Affine Transformations in Computer Graphics

Introduction

In computer graphics, affine transformations are very important. With beginners, trying to implement an affine transformation in a programming language (C/C++) is really a challenge. So this article will show you guys some simple examples that apply affine transformations. These were written in C++, and include:

• A rotation triangle inside a circle
• A fan rotation

Background

In geometry, an affine transformation or affine map or an affinity (from the Latin, affinis, "connected with") is a transformation which preserves straight lines (i.e., all points lying on a line initially still lie on a line after transformation) and ratios of distances between points lying on a straight line (e.g., the midpoint of a line segment remains the midpoint after transformation). It does not necessarily preserve angles or lengths, but does have the property that sets of parallel lines will remain parallel to each other after an affine transformation.

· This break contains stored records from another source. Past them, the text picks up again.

// Logging setup: tracing events formatted into the browser console
use std::io::{self, Write};

use tracing::Level;
use tracing_subscriber::EnvFilter;
use tracing_subscriber::fmt::MakeWriter;

/// Buffers one formatted event and hands it to `console.log` when dropped.
#[derive(Debug, Default)]
pub struct ConsoleWriter {
    buf: Vec<u8>,
}

impl Write for ConsoleWriter {
    fn write(&mut self, bytes: &[u8]) -> io::Result<usize> {
        self.buf.extend_from_slice(bytes);
        Ok(bytes.len())
    }

    fn flush(&mut self) -> io::Result<()> {
        Ok(())
    }
}

impl Drop for ConsoleWriter {
    fn drop(&mut self) {
        let line = String::from_utf8_lossy(&self.buf);
        let line = line.trim_end();
        if !line.is_empty() {
            web_sys::console::log_1(&line.into());
        }
    }
}

#[derive(Debug, Clone, Copy, Default)]
pub struct ConsoleMakeWriter;

impl<'a> MakeWriter<'a> for ConsoleMakeWriter {
    type Writer = ConsoleWriter;

    fn make_writer(&'a self) -> Self::Writer {
        ConsoleWriter::default()
    }
}

/// INFO by default, DEBUG for this crate. No timestamps: wasm32 has no clock.
pub fn init_logging() {
    let filter = EnvFilter::builder()
        .with_default_directive(Level::INFO.into())
        .parse_lossy("elemental_trek=debug");
    let installed = tracing_subscriber::fmt()
        .with_env_filter(filter)
        .with_writer(ConsoleMakeWriter)
        .without_time()
        .with_target(false)
        .try_init();
    if installed.is_err() {
        web_sys::console::warn_1(&"logging already initialised".into());
    }
}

Examples of affine transformations include translation, geometric contraction, expansion, homothety, reflection, rotation, shear mapping, similarity transformation, and spiral similarities and compositions of them.

An affine transformation is equivalent to a linear transformation followed by a translation.

Example 1: Rotation Triangle

Note: The IDE for usage is Dev-C++. After installing this IDE successfully,  you need to do something to build, and run graphic programs in it. Refer to this.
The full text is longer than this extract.